(Work required) Please read the records below and return each line holding the string "GroupMemberResponse".

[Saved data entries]
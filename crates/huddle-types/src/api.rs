use chrono::{DateTime, Utc};
use serde::{Deserialize, Serialize};
use uuid::Uuid;

use crate::models::{FriendRequestStatus, GroupMessage, GroupRole, UserSummary};

// -- JWT Claims --

/// JWT claims shared by the REST middleware and the gateway `identify`
/// handshake, so both paths resolve the same user identity.
#[derive(Debug, Clone, Serialize, Deserialize)]
pub struct Claims {
    pub sub: Uuid,
    pub username: String,
    pub exp: usize,
}

/// Body of every non-2xx JSON response.
#[derive(Debug, Serialize, Deserialize)]
pub struct ErrorBody {
    pub message: String,
}

// -- Auth --

#[derive(Debug, Deserialize)]
#[serde(deny_unknown_fields)]
pub struct RegisterRequest {
    pub username: String,
    pub password: String,
}

#[derive(Debug, Serialize, Deserialize)]
pub struct RegisterResponse {
    pub user_id: Uuid,
    pub token: String,
}

#[derive(Debug, Deserialize)]
#[serde(deny_unknown_fields)]
pub struct LoginRequest {
    pub username: String,
    pub password: String,
}

#[derive(Debug, Serialize, Deserialize)]
pub struct LoginResponse {
    pub user_id: Uuid,
    pub username: String,
    pub token: String,
}

// -- Users --

#[derive(Debug, Serialize, Deserialize)]
pub struct UserListResponse {
    pub users: Vec<UserSummary>,
}

#[derive(Debug, Deserialize)]
pub struct UserSearchQuery {
    #[serde(default)]
    pub username: String,
}

// -- Friend requests --

#[derive(Debug, Deserialize)]
#[serde(deny_unknown_fields)]
pub struct SendFriendRequest {
    pub receiver_id: Uuid,
}

/// Whether a send produced a fresh request or revived a rejected one.
#[derive(Debug, Clone, Copy, PartialEq, Eq, Serialize, Deserialize)]
#[serde(rename_all = "lowercase")]
pub enum SendOutcome {
    Created,
    Resent,
}

#[derive(Debug, Serialize, Deserialize)]
pub struct SendFriendRequestResponse {
    pub request_id: Uuid,
    pub outcome: SendOutcome,
}

#[derive(Debug, Deserialize)]
#[serde(deny_unknown_fields)]
pub struct RespondFriendRequest {
    /// Kept as a raw string so that `pending` or garbage map to a 400
    /// instead of a body-rejection.
    pub status: String,
}

#[derive(Debug, Serialize, Deserialize)]
pub struct RespondFriendRequestResponse {
    pub request_id: Uuid,
    pub status: FriendRequestStatus,
}

#[derive(Debug, Serialize, Deserialize)]
pub struct ReceivedFriendRequest {
    pub id: Uuid,
    pub sender_id: Uuid,
    pub sender_username: String,
    pub status: FriendRequestStatus,
    pub created_at: DateTime<Utc>,
    pub updated_at: DateTime<Utc>,
}

#[derive(Debug, Serialize, Deserialize)]
pub struct SentFriendRequest {
    pub id: Uuid,
    pub receiver_id: Uuid,
    pub receiver_username: String,
    pub status: FriendRequestStatus,
    pub created_at: DateTime<Utc>,
    pub updated_at: DateTime<Utc>,
}

#[derive(Debug, Serialize, Deserialize)]
pub struct FriendRequestsResponse {
    pub received: Vec<ReceivedFriendRequest>,
    pub sent: Vec<SentFriendRequest>,
}

#[derive(Debug, Serialize, Deserialize)]
pub struct FriendsResponse {
    pub friends: Vec<UserSummary>,
}

// -- Groups --

#[derive(Debug, Deserialize)]
#[serde(deny_unknown_fields)]
pub struct CreateGroupRequest {
    pub name: String,
    #[serde(default)]
    pub description: String,
}

#[derive(Debug, Clone, Serialize, Deserialize)]
pub struct GroupResponse {
    pub id: Uuid,
    pub name: String,
    pub description: String,
    pub creator_id: Uuid,
    pub created_at: DateTime<Utc>,
    pub updated_at: DateTime<Utc>,
}

#[derive(Debug, Serialize, Deserialize)]
pub struct MyGroup {
    #[serde(flatten)]
    pub group: GroupResponse,
    pub role: GroupRole,
    pub member_count: usize,
}

#[derive(Debug, Serialize, Deserialize)]
pub struct MyGroupsResponse {
    pub groups: Vec<MyGroup>,
}

#[derive(Debug, Serialize, Deserialize)]
pub struct GroupMemberResponse {
    pub user_id: Uuid,
    pub username: String,
    pub role: GroupRole,
    pub joined_at: DateTime<Utc>,
}

#[derive(Debug, Serialize, Deserialize)]
pub struct GroupDetailResponse {
    pub group: GroupResponse,
    pub member_count: usize,
    pub members: Vec<GroupMemberResponse>,
    pub user_role: GroupRole,
}

#[derive(Debug, Deserialize)]
#[serde(deny_unknown_fields)]
pub struct InviteMembersRequest {
    /// Raw ids, so one malformed entry is reported instead of failing the batch
    pub friend_ids: Vec<String>,
}

#[derive(Debug, Serialize, Deserialize)]
pub struct InviteMembersResponse {
    pub added_friends: Vec<Uuid>,
    #[serde(default, skip_serializing_if = "Vec::is_empty")]
    pub errors: Vec<String>,
}

// -- Group messages --

#[derive(Debug, Deserialize)]
#[serde(deny_unknown_fields)]
pub struct SendGroupMessageRequest {
    pub content: String,
    #[serde(default = "default_message_type")]
    pub message_type: String,
}

pub fn default_message_type() -> String {
    "text".to_string()
}

#[derive(Debug, Serialize, Deserialize)]
pub struct GroupMessagesResponse {
    pub messages: Vec<GroupMessage>,
}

(Your response)
pub struct GroupMemberResponse {
    pub members: Vec<GroupMemberResponse>,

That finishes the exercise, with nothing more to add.